===== Entries supplied

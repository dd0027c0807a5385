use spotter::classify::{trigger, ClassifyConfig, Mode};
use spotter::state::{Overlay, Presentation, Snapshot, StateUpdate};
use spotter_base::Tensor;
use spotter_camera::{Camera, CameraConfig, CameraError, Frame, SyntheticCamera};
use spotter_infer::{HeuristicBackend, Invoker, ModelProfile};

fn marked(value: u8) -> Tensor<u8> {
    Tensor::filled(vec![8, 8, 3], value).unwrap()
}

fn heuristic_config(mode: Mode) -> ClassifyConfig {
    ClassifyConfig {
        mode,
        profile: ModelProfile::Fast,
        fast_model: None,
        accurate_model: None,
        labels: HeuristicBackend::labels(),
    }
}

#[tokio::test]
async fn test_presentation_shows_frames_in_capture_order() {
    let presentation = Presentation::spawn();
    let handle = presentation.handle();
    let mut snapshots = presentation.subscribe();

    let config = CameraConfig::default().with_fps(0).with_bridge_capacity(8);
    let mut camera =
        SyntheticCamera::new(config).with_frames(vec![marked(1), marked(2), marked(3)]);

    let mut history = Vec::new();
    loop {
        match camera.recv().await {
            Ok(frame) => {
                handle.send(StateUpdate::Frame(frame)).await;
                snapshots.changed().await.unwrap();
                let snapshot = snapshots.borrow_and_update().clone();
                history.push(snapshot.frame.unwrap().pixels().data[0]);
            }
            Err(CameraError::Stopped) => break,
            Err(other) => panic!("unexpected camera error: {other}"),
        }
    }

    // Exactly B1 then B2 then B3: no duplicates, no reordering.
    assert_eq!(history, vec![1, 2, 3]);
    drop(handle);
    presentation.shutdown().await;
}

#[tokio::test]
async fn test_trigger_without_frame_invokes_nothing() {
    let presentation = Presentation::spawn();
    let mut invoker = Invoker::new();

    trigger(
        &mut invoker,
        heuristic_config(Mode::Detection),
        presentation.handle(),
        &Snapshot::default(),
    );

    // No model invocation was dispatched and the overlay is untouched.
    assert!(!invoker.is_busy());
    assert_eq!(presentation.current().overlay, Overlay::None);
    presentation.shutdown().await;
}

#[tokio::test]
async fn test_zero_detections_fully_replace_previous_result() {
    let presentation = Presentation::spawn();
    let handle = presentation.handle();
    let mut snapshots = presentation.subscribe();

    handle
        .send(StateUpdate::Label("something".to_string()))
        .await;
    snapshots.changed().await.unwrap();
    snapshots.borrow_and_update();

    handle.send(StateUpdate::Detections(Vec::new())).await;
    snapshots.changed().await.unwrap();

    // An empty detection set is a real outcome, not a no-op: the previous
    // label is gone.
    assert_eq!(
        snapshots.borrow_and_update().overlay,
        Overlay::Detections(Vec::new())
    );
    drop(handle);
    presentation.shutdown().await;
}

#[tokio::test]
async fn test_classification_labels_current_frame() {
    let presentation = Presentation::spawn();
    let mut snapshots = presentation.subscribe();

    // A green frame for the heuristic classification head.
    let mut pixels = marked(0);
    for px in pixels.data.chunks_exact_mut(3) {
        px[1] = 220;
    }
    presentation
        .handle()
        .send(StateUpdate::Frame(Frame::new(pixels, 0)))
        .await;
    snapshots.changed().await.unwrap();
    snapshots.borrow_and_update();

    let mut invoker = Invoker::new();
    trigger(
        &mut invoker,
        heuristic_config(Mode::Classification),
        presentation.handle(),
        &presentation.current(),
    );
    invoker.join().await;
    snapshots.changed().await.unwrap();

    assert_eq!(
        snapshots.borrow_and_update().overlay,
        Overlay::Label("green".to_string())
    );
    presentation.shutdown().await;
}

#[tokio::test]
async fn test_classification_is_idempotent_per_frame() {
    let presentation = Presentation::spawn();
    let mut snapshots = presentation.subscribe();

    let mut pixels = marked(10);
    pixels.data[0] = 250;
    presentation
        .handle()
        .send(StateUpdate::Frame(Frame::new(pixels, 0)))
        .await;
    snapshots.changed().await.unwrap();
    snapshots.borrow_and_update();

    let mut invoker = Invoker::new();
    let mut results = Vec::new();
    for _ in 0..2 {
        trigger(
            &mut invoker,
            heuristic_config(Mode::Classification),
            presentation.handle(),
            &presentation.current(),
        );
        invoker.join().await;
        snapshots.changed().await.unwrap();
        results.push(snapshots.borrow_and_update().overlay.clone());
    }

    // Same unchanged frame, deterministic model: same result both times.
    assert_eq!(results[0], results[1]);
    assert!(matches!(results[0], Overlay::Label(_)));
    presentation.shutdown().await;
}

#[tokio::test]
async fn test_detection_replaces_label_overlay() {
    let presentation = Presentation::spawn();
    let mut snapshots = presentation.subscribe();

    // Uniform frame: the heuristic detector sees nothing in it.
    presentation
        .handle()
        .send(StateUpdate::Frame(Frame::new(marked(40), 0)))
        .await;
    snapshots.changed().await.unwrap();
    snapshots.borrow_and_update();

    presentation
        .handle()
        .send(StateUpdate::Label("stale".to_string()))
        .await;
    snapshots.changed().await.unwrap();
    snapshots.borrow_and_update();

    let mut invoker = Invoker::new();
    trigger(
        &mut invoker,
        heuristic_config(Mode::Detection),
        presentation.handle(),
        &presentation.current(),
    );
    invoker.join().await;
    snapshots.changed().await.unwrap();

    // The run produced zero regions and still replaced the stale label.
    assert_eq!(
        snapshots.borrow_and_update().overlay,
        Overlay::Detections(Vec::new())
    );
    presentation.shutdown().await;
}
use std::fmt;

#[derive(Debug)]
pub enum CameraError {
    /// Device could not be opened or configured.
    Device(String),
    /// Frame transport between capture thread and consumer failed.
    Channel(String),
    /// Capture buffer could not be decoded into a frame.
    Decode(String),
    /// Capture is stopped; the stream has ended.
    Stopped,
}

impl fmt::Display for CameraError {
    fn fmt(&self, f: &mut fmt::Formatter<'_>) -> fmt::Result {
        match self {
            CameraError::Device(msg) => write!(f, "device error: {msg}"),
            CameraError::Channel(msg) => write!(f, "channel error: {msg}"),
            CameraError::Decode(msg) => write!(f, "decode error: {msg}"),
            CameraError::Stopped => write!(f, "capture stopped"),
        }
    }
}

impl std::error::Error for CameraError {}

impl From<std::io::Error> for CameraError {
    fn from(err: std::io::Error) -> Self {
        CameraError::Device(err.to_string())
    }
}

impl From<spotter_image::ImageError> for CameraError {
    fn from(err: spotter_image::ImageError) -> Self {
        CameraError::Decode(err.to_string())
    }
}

==========

- **Exercise objective**
Output exactly one stretch of the listing: from the line containing "impl fmt::Display for" through the line containing "impl std::error::Error for", both end lines included.

- **Result of the task**
impl fmt::Display for CameraError {
    fn fmt(&self, f: &mut fmt::Formatter<'_>) -> fmt::Result {
        match self {
            CameraError::Device(msg) => write!(f, "device error: {msg}"),
            CameraError::Channel(msg) => write!(f, "channel error: {msg}"),
            CameraError::Decode(msg) => write!(f, "decode error: {msg}"),
            CameraError::Stopped => write!(f, "capture stopped"),
        }
    }
}

impl std::error::Error for CameraError {}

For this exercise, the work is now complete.